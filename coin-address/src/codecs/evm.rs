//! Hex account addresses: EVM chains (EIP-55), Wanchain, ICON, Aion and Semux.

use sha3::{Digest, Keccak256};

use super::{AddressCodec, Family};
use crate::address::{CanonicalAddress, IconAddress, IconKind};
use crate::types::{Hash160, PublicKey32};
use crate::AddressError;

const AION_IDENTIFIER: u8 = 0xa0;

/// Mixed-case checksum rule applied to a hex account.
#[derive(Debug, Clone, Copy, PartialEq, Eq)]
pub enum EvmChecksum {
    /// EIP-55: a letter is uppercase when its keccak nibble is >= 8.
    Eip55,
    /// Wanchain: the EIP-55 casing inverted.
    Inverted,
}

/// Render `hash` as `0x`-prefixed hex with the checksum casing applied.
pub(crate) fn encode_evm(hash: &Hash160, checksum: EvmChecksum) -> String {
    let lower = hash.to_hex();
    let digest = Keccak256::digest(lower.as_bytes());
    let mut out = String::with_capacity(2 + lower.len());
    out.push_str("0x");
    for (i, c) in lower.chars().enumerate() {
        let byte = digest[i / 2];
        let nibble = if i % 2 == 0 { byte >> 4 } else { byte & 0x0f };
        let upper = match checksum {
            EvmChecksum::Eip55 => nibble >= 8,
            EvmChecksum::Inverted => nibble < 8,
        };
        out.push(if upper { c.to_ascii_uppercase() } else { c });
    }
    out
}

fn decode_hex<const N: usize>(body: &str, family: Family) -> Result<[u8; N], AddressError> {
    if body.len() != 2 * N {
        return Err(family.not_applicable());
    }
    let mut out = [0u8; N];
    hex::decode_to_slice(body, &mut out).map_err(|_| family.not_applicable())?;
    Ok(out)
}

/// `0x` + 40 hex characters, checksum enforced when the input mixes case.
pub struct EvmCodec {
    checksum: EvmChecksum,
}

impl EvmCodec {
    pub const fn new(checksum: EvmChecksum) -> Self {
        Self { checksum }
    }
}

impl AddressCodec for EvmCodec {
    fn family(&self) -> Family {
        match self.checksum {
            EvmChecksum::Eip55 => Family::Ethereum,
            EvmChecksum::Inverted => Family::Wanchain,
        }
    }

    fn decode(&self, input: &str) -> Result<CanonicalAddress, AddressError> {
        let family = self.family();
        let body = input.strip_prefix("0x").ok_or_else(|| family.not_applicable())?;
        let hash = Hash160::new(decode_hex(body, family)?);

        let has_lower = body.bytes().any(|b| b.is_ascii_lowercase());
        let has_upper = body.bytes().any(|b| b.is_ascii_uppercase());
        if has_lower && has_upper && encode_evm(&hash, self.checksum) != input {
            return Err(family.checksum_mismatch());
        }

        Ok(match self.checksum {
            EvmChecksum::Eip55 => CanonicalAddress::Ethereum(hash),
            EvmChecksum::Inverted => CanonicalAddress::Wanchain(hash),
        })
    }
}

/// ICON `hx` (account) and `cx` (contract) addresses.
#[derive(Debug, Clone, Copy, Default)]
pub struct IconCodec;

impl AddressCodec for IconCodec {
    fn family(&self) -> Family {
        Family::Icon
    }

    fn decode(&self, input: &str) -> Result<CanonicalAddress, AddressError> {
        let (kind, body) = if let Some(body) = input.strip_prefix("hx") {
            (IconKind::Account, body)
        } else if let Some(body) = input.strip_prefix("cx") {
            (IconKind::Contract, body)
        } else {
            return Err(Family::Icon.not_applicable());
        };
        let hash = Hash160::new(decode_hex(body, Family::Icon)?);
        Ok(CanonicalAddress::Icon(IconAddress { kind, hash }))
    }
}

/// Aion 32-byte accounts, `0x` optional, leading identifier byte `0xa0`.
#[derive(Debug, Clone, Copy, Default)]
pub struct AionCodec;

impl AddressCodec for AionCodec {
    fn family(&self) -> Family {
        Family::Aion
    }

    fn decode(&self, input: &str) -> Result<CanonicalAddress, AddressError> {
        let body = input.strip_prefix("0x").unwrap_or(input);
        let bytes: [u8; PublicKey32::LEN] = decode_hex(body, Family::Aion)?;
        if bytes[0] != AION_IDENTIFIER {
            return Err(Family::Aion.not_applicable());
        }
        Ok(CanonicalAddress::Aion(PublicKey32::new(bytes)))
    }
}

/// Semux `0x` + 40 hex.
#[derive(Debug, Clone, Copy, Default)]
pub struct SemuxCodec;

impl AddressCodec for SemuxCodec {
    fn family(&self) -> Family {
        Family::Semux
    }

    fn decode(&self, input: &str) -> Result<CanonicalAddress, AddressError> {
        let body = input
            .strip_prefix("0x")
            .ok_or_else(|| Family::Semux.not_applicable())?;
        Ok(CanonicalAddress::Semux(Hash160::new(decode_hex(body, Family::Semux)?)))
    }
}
--*--
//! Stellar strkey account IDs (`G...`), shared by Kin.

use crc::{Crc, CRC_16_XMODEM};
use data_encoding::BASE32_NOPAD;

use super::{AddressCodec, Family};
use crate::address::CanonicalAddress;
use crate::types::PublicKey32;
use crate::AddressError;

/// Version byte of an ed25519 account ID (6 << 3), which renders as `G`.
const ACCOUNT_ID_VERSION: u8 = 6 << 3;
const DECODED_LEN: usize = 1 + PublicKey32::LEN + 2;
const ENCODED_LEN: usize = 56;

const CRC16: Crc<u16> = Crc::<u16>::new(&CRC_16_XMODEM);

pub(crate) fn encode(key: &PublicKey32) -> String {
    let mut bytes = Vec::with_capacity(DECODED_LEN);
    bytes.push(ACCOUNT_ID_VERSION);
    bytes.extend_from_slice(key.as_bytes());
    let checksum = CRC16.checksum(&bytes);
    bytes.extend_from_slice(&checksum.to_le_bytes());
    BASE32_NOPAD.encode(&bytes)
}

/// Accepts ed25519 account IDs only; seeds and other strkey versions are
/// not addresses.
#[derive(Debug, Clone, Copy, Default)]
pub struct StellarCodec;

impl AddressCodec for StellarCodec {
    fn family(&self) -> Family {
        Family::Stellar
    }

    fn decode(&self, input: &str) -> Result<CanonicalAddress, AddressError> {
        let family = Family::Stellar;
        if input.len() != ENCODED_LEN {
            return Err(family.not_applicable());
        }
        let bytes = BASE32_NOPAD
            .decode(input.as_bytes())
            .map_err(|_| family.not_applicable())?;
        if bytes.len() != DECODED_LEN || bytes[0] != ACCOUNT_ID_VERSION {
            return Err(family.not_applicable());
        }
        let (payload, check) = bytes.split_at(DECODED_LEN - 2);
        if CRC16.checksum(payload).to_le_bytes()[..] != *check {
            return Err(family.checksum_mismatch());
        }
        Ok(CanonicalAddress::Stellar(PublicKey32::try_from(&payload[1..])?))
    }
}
--*--
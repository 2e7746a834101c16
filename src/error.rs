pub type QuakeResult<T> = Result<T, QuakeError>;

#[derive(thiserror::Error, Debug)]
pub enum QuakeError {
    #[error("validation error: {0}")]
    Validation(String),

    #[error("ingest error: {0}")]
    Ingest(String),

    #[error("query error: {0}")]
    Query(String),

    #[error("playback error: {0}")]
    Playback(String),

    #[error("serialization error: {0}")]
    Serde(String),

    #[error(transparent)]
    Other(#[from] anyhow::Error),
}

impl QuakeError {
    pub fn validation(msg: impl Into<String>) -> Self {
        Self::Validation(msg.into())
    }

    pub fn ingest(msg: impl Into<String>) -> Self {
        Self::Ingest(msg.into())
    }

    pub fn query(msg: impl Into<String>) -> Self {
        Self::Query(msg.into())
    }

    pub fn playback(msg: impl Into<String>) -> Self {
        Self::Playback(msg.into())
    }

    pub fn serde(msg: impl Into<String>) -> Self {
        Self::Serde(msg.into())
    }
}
--*--
ACTIVITY: Please copy all lines of the listing in which the string "AionCodec" occurs.

RESPONSE AREA:
pub struct AionCodec;
impl AddressCodec for AionCodec {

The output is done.